Pour MONTESQUIEU, le juge c’est « une bouche qui prononce les paroles de la loi, des êtres inanimés qui n’en peut modérer ni la force, ni la rigueur ». Historiquement, le pouvoir des juges a toujours suscité une méfiance, notamment du pouvoir politique. C’est cet affrontement qui a été à l’origine du principe de séparation des pouvoirs. Le regard de MONTESQUIEU posé sur le juge et sa place dans la société est celui que l’on porte sur un simple auxiliaire du pouvoir. Cette vision de la justice n’a plus cours aujourd’hui. L’institution judiciaire depuis un certain nombre d’années, fait l’objet de vives critiques. Cela peut être illustré par des affaires comme celle de M Juppé qui est une bonne illustration du côté moralisateur que certains juges ont porté. Cela a démontré que parfois le juge entrait dans des champs qui n’étaient pas de sa compétence. Sur l’aspect remise en cause de l’institution, on pense à l’affaire d’Outreau. En dépit de la force de ce principe de séparation des pouvoirs, se posent des questions, notamment en terme d’empiétement d’un pouvoir sur l’autre. On se souvient du débat récent sur la question de savoir dans quelle mesure le président de la république peut envisager de passer au dessus d’une décision du conseil constitutionnel, concernant l’application de la rétroactivité de a loi sur la rétention de sûreté). En définitive, quoiqu’on puisse penser de sa légitimité, il y a une certitude, c’est qu’aux yeux de l’ordre public « lorsque le juge est indépendant, il est insupportable et lorsqu’il est asservi, il est tout autant insupportable ». Il y a donc un véritable problème.
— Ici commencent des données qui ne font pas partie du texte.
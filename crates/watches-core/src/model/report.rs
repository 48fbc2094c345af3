//! Per-path results: fingerprints, failures and the grouping built from them.
use crate::error::FileAccessError;
use crate::model::{RootIndex, RootSet};
use serde::Serialize;
use std::fmt;
use std::path::PathBuf;

/// Lowercase hex SHA-256 of a file's full content.
#[derive(Clone, Debug, PartialEq, Eq, Hash, PartialOrd, Ord, Serialize)]
#[serde(transparent)]
pub struct Fingerprint(String);

impl Fingerprint {
    /// Wrap an already-rendered hex digest.
    pub fn from_hex(hex: impl Into<String>) -> Self {
        Self(hex.into())
    }

    pub fn as_str(&self) -> &str {
        &self.0
    }
}

impl fmt::Display for Fingerprint {
    fn fmt(&self, f: &mut fmt::Formatter<'_>) -> fmt::Result {
        f.write_str(&self.0)
    }
}

/// A fingerprint plus the number of bytes that produced it.
#[derive(Clone, Debug, PartialEq, Eq)]
pub struct FileDigest {
    pub fingerprint: Fingerprint,
    pub bytes_read: u64,
}

/// Outcome of one fingerprint task for one (root, relative path) pair.
#[derive(Debug)]
pub struct FingerprintResult {
    pub root: RootIndex,
    pub outcome: Result<FileDigest, FileAccessError>,
}

/// Roots whose copy of a path hashed to the same fingerprint.
#[derive(Clone, Debug, PartialEq, Eq, Serialize)]
pub struct FingerprintGroup {
    pub fingerprint: Fingerprint,
    pub roots: Vec<PathBuf>,
}

/// A root that did not contribute a fingerprint for a path.
#[derive(Clone, Debug, PartialEq, Eq, Serialize)]
pub struct RootFailure {
    pub root: PathBuf,
    pub cause: String,
    /// The file is absent under this root (as opposed to unreadable).
    pub missing: bool,
}

/// Everything known about one relative path after its fan-in completes.
#[derive(Clone, Debug, PartialEq, Eq, Serialize)]
pub struct GroupingReport {
    pub path: PathBuf,
    pub groups: Vec<FingerprintGroup>,
    #[serde(skip_serializing_if = "Vec::is_empty")]
    pub failures: Vec<RootFailure>,
    #[serde(skip)]
    pub bytes_hashed: u64,
}

impl GroupingReport {
    /// More than one distinct fingerprint among the roots that could be read.
    pub fn is_mismatch(&self) -> bool {
        self.groups.len() > 1
    }

    /// No root produced a fingerprint at all.
    pub fn is_unresolved(&self) -> bool {
        self.groups.is_empty()
    }

    /// The group a given root landed in, if it produced a fingerprint.
    pub fn group_of(&self, root: &std::path::Path) -> Option<&FingerprintGroup> {
        self.groups.iter().find(|g| g.roots.iter().any(|r| r == root))
    }
}

/// Fold the fan-in results for `path` into a [`GroupingReport`].
///
/// Results may arrive in any order; they are sorted by root index first so
/// groups come out ordered by their lowest root and each group lists its
/// roots in root-set order.
pub fn group_results(
    path: PathBuf,
    roots: &RootSet,
    mut results: Vec<FingerprintResult>,
) -> GroupingReport {
    results.sort_by_key(|r| r.root);

    let mut groups: Vec<FingerprintGroup> = Vec::new();
    let mut failures = Vec::new();
    let mut bytes_hashed = 0u64;

    for result in results {
        let root = roots.get(result.root).to_path_buf();
        match result.outcome {
            Ok(digest) => {
                bytes_hashed += digest.bytes_read;
                match groups.iter_mut().find(|g| g.fingerprint == digest.fingerprint) {
                    Some(group) => group.roots.push(root),
                    None => groups.push(FingerprintGroup {
                        fingerprint: digest.fingerprint,
                        roots: vec![root],
                    }),
                }
            }
            Err(err) => failures.push(RootFailure {
                root,
                missing: err.is_not_found(),
                cause: err.to_string(),
            }),
        }
    }

    GroupingReport {
        path,
        groups,
        failures,
        bytes_hashed,
    }
}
Naturellement, on va s’intéresser à la justice, mais également au juge, et donc sa position dans la société. En outre, il conviendra de rappeler en quoi sa place peut varier selon les sociétés où l’on se situe (common law, droit romano germanique). Egalement la question de la justice est liée par exemple, à la question de la sécurité. En définitive, il semble qu’il y a peu d’institutions qui fasse l’objet de tant de débats à la fois indispensable et décriée.

Dans notre système, il existe 3 ordres de juridictions : la justice administrative, judiciaire et constitutionnelle.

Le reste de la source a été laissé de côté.